De communicatiemedewerker wil een interview met een van de kantinejuffrouwen overwegen. Onder bepaalde voorwaarden. ‘Ik ben nog op zoek naar die positieve inslag en we willen graag een final akkoord kunnen geven’, zegt Van Stijn. Dat betekent dat de communicatiemanager het artikel kan afkeuren, als hij niet tevreden is. Daar stemt een journalist natuurlijk niet mee in en het interviewverzoek wordt geweigerd. ‘We zitten midden in een aanbestedingsprocedure en willen de schijn dat we opkomen voor eigen belangen voorkomen’, luidt de officiële verklaring.

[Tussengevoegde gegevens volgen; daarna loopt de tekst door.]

pub mod correct_option;
pub mod label;
pub mod processed_sentence;
pub mod quiz_policy;
pub mod quiz_question;
pub mod topic;
pub use correct_option::CorrectOption;
pub use label::Label;
pub use processed_sentence::{ProcessedContext, ProcessedSection, ProcessedSentence};
pub use quiz_policy::QuizPolicy;
pub use quiz_question::{AnswerOffset, QuizQuestion};
pub use topic::{Article, ArticleSection, Topic};
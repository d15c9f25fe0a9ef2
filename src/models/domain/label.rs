use serde::{Deserialize, Serialize};

/// The type of a recognized named entity.
#[derive(Clone, Copy, Debug, PartialEq, Eq, Hash, PartialOrd, Ord, Deserialize, Serialize)]
#[serde(rename_all = "SCREAMING_SNAKE_CASE")]
pub enum Label {
    /// People, including fictional.
    Person,
    /// Nationalities or religious or political groups.
    Norp,
    /// Buildings, airports, highways, bridges, etc.
    Fac,
    /// Companies, agencies, institutions, etc.
    Org,
    /// Countries, cities, states.
    Gpe,
    /// Non-GPE locations, mountain ranges, bodies of water.
    Loc,
    /// Objects, vehicles, foods, etc. (not services).
    Product,
    /// Named hurricanes, battles, wars, sports events, etc.
    Event,
    /// Titles of books, songs, etc.
    WorkOfArt,
    /// Named documents made into laws.
    Law,
    /// Any named language.
    Language,
    /// Absolute or relative dates or periods.
    Date,
    /// Times smaller than a day.
    Time,
    Percent,
    /// Monetary values, including unit.
    Money,
    /// Measurements, as of weight or distance.
    Quantity,
    /// "first", "second", etc.
    Ordinal,
    /// Numerals that do not fall under another type.
    Cardinal,
}

impl Label {
    pub const ALL: [Label; 18] = [
        Label::Person,
        Label::Norp,
        Label::Fac,
        Label::Org,
        Label::Gpe,
        Label::Loc,
        Label::Product,
        Label::Event,
        Label::WorkOfArt,
        Label::Law,
        Label::Language,
        Label::Date,
        Label::Time,
        Label::Percent,
        Label::Money,
        Label::Quantity,
        Label::Ordinal,
        Label::Cardinal,
    ];

    /// Labels whose values are free-form names. These get substring-aware deduplication and are
    /// the only ones considered for related topics.
    pub const NAMEABLE: [Label; 11] = [
        Label::Person,
        Label::Norp,
        Label::Fac,
        Label::Org,
        Label::Gpe,
        Label::Loc,
        Label::Product,
        Label::Event,
        Label::WorkOfArt,
        Label::Law,
        Label::Language,
    ];

    pub fn is_nameable(self) -> bool {
        Self::NAMEABLE.contains(&self)
    }

    pub fn as_str(self) -> &'static str {
        match self {
            Label::Person => "PERSON",
            Label::Norp => "NORP",
            Label::Fac => "FAC",
            Label::Org => "ORG",
            Label::Gpe => "GPE",
            Label::Loc => "LOC",
            Label::Product => "PRODUCT",
            Label::Event => "EVENT",
            Label::WorkOfArt => "WORK_OF_ART",
            Label::Law => "LAW",
            Label::Language => "LANGUAGE",
            Label::Date => "DATE",
            Label::Time => "TIME",
            Label::Percent => "PERCENT",
            Label::Money => "MONEY",
            Label::Quantity => "QUANTITY",
            Label::Ordinal => "ORDINAL",
            Label::Cardinal => "CARDINAL",
        }
    }
}

impl std::fmt::Display for Label {
    fn fmt(&self, f: &mut std::fmt::Formatter<'_>) -> std::fmt::Result {
        f.write_str(self.as_str())
    }
}

#[cfg(test)]
mod tests {
    use super::*;

    #[test]
    fn label_serializes_in_screaming_snake_case() {
        let json = serde_json::to_string(&Label::WorkOfArt).expect("label should serialize");
        assert_eq!(json, "\"WORK_OF_ART\"");

        let parsed: Label = serde_json::from_str("\"GPE\"").expect("label should deserialize");
        assert_eq!(parsed, Label::Gpe);
    }

    #[test]
    fn label_rejects_unknown_variant() {
        let parsed = serde_json::from_str::<Label>("\"ANIMAL\"");

        assert!(parsed.is_err());
    }

    #[test]
    fn display_matches_serialized_name() {
        for label in Label::ALL {
            let json = serde_json::to_string(&label).expect("label should serialize");
            assert_eq!(json, format!("\"{}\"", label));
        }
    }

    #[test]
    fn numeric_labels_are_not_nameable() {
        assert!(Label::Person.is_nameable());
        assert!(Label::Language.is_nameable());
        assert!(!Label::Date.is_nameable());
        assert!(!Label::Cardinal.is_nameable());
    }
}
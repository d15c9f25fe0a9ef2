use std::sync::Arc;

use crate::{
    clients::{
        EntitySynthesizer, EntityTagger, FakeEntityGenerator, NlpClient, SimilarPhraseSource,
        TopicSearch, WikipediaClient,
    },
    config::Config,
    errors::AppResult,
    services::{QuizService, SearchService},
};

#[derive(Clone)]
pub struct AppState {
    pub quiz_service: Arc<QuizService>,
    pub search_service: Arc<SearchService>,
    pub config: Arc<Config>,
}

impl AppState {
    pub fn new(config: Config) -> AppResult<Self> {
        let nlp = Arc::new(NlpClient::new(
            config.nlp_service_url.clone(),
            config.collaborator_timeout(),
        )?);
        let wikipedia: Arc<dyn TopicSearch> = Arc::new(WikipediaClient::new(
            config.search_service_url.clone(),
            config.collaborator_timeout(),
        )?);

        Ok(Self::with_collaborators(
            config,
            nlp.clone(),
            wikipedia,
            nlp,
            Arc::new(FakeEntityGenerator::new()),
        ))
    }

    /// Wires the services around the given collaborators instead of the HTTP clients.
    pub fn with_collaborators(
        config: Config,
        tagger: Arc<dyn EntityTagger>,
        search: Arc<dyn TopicSearch>,
        similar: Arc<dyn SimilarPhraseSource>,
        synthesizer: Arc<dyn EntitySynthesizer>,
    ) -> Self {
        let quiz_service = Arc::new(QuizService::new(
            tagger,
            search.clone(),
            similar,
            synthesizer,
            config.synthetic_fill_attempts,
        ));
        let search_service = Arc::new(SearchService::new(search));

        Self {
            quiz_service,
            search_service,
            config: Arc::new(config),
        }
    }
}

Tenzij een undercoveroperatie wordt opgezet, zal de redactie van Trajectum dus nooit weten hoe de band tussen kantinemedewerkers en hun klanten is. Of er nog gesproken wordt over liefde, stages en de carrières van alumni. Of meisjes nog steeds alle broodjes aanraken en er vervolgens met twee koekjes vandoor gaan.
Die informatie wordt anno 2015 beheerd door Sodexo, om het voortbestaan van hun quality life services te waarborgen.